Athena Starlard-Davenport, PhD
Athena Starlard-Davenport is an Associate Professor in the Department of Genetics, Genomics and Informatics at the University of Tennessee Health Science Center in Memphis, since January 2016. She received a BS and an MS from the University of Louisiana at Monroe and subsequently, her PhD in Biochemistry and Molecular Biology from the University of Arkansas for Medical Sciences (UAMS) in Little Rock in 2007. In 2011, Dr. Starlard-Davenport completed postdoctoral fellowship at the Oak Ridge Institution for Science and Education (ORISE) and was an FDA Commissioner’s Staff Fellow both at the FDA-National Center for Toxicological Research in Jefferson, AR. She completed another postdoctoral fellowship in 2015 at the UAMS in the Department of Cancer Control and Population Sciences and Medical Genetics.
Dr. Starlard-Davenport research interests span both molecular epidemiology of breast cancer disparities and molecular mechanisms of globin gene regulation. Therapeutic interventions aimed at reactivating fetal hemoglobin is an effective approach for improving survival and ameliorating sickle cell disease symptoms. Recently, much of her work has been on elucidating the role of microRNAs in fetal hemoglobin regulation. In collaboration with Dr. Patricia Adams-Graves, Professor of Medicine at UTHSC and clinician in the Regional One Diggs-Kraus Sickle Cell Clinic, and Dr. Betty S. Pace, Professor of Pediatrics at Augusta University, they are collecting blood specimens from sickle cell patients to identify epigenetic strategies to reverse the γ-globin to β-globin switch to induce fetal hemoglobin. She and her team were recently awarded a UTHSC CORNET Clinical grant entitled “Investigation of miR-29 as a novel fetal hemoglobin inducer and treatment for patients with sickle cell disease” to support these research endeavors.

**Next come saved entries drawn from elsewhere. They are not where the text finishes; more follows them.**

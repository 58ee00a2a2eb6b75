//! Token Service
//!
//! HS256 access and refresh tokens. Each kind has its own key and lifetime,
//! and carries its kind in the `type` claim, so one can never stand in for
//! the other.

use std::time::Duration;

use chrono::{DateTime, Utc};
use jsonwebtoken::{Algorithm, DecodingKey, EncodingKey, Header, Validation, decode, encode};
use serde::{Deserialize, Serialize};

use crate::application::config::AuthConfig;
use crate::domain::entity::User;
use crate::domain::value_object::{UserId, user_name::UserName, user_role::UserRole};
use crate::error::{AuthError, AuthResult};

#[derive(Debug, Clone, Copy, PartialEq, Eq, Serialize, Deserialize)]
#[serde(rename_all = "lowercase")]
pub enum TokenKind {
    Access,
    Refresh,
}

/// JWT payload. `iat` and `exp` are integer epoch seconds.
#[derive(Debug, Clone, PartialEq, Eq, Serialize, Deserialize)]
pub struct TokenClaims {
    pub user_id: String,
    #[serde(default, skip_serializing_if = "Option::is_none")]
    pub username: Option<String>,
    #[serde(default, skip_serializing_if = "Option::is_none")]
    pub role: Option<String>,
    #[serde(rename = "type")]
    pub kind: TokenKind,
    pub iat: i64,
    pub exp: i64,
}

impl TokenClaims {
    pub fn subject(&self) -> AuthResult<UserId> {
        self.user_id.parse().map_err(|_| AuthError::Unauthorized)
    }

    /// Role claim; anything unrecognized is the lowest privilege.
    pub fn role(&self) -> UserRole {
        self.role
            .as_deref()
            .map(UserRole::from_code_or_lowest)
            .unwrap_or(UserRole::Banned)
    }
}

/// Freshly minted access + refresh tokens
#[derive(Debug, Clone)]
pub struct TokenPair {
    pub access_token: String,
    pub refresh_token: String,
    /// Access lifetime in seconds
    pub expires_in: i64,
}

struct KeyPair {
    encoding: EncodingKey,
    decoding: DecodingKey,
    ttl: Duration,
}

impl KeyPair {
    fn from_secret(secret: &str, ttl: Duration) -> Self {
        Self {
            encoding: EncodingKey::from_secret(secret.as_bytes()),
            decoding: DecodingKey::from_secret(secret.as_bytes()),
            ttl,
        }
    }
}

pub struct TokenService {
    access: KeyPair,
    refresh: KeyPair,
    validation: Validation,
}

impl TokenService {
    pub fn new(config: &AuthConfig) -> Self {
        let mut validation = Validation::new(Algorithm::HS256);
        // Expiry is checked against an injectable clock instead
        validation.validate_exp = false;
        validation.required_spec_claims.clear();

        Self {
            access: KeyPair::from_secret(&config.access_secret, config.access_ttl),
            refresh: KeyPair::from_secret(&config.refresh_secret, config.refresh_ttl),
            validation,
        }
    }

    /// Access and refresh token for `user`, from its stored role.
    pub fn issue_pair(&self, user: &User) -> AuthResult<TokenPair> {
        Ok(TokenPair {
            access_token: self.issue_access(&user.id, &user.username, user.role)?,
            refresh_token: self.issue_refresh(&user.id)?,
            expires_in: self.access.ttl.as_secs() as i64,
        })
    }

    pub fn issue_access(&self, user_id: &UserId, username: &UserName, role: UserRole) -> AuthResult<String> {
        self.issue_access_at(user_id, username, role, Utc::now())
    }

    pub fn issue_access_at(
        &self,
        user_id: &UserId,
        username: &UserName,
        role: UserRole,
        now: DateTime<Utc>,
    ) -> AuthResult<String> {
        let claims = TokenClaims {
            user_id: user_id.to_string(),
            username: Some(username.as_str().to_string()),
            role: Some(role.code().to_string()),
            kind: TokenKind::Access,
            iat: now.timestamp(),
            exp: expiry(now, self.access.ttl),
        };
        sign(&claims, &self.access.encoding)
    }

    pub fn issue_refresh(&self, user_id: &UserId) -> AuthResult<String> {
        self.issue_refresh_at(user_id, Utc::now())
    }

    pub fn issue_refresh_at(&self, user_id: &UserId, now: DateTime<Utc>) -> AuthResult<String> {
        let claims = TokenClaims {
            user_id: user_id.to_string(),
            username: None,
            role: None,
            kind: TokenKind::Refresh,
            iat: now.timestamp(),
            exp: expiry(now, self.refresh.ttl),
        };
        sign(&claims, &self.refresh.encoding)
    }

    pub fn verify_access(&self, token: &str) -> AuthResult<TokenClaims> {
        self.verify_access_at(token, Utc::now())
    }

    pub fn verify_access_at(&self, token: &str, now: DateTime<Utc>) -> AuthResult<TokenClaims> {
        self.verify(token, TokenKind::Access, &self.access.decoding, now)
    }

    pub fn verify_refresh(&self, token: &str) -> AuthResult<TokenClaims> {
        self.verify_refresh_at(token, Utc::now())
    }

    pub fn verify_refresh_at(&self, token: &str, now: DateTime<Utc>) -> AuthResult<TokenClaims> {
        self.verify(token, TokenKind::Refresh, &self.refresh.decoding, now)
    }

    /// Every failure is the same `Unauthorized`; the reason is only logged.
    fn verify(
        &self,
        token: &str,
        expected: TokenKind,
        key: &DecodingKey,
        now: DateTime<Utc>,
    ) -> AuthResult<TokenClaims> {
        let claims = decode::<TokenClaims>(token, key, &self.validation)
            .map_err(|e| {
                tracing::debug!(error = %e, kind = ?expected, "Token rejected");
                AuthError::Unauthorized
            })?
            .claims;

        if claims.kind != expected {
            tracing::debug!(kind = ?claims.kind, expected = ?expected, "Token kind mismatch");
            return Err(AuthError::Unauthorized);
        }
        if claims.exp <= now.timestamp() {
            tracing::debug!(exp = claims.exp, "Token expired");
            return Err(AuthError::Unauthorized);
        }

        Ok(claims)
    }
}

fn expiry(now: DateTime<Utc>, ttl: Duration) -> i64 {
    now.timestamp().saturating_add(ttl.as_secs() as i64)
}

fn sign(claims: &TokenClaims, key: &EncodingKey) -> AuthResult<String> {
    encode(&Header::new(Algorithm::HS256), claims, key)
        .map_err(|e| AuthError::Internal(format!("Token signing failed: {e}")))
}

Dr. Starlard-Davenport has given numerous invited talks, interviews, and has published 30 manuscripts on her research. She is also coauthor on a recently published manuscript entitled “MIR-144 Mediated NRF2 Gene Silencing Inhibits Fetal Hemoglobin Expression in Sickle Cell Disease”. Her long-term goal is to develop novel therapeutic treatments to expand treatment options for sickle cell disease and other β-hemoglobinopathies.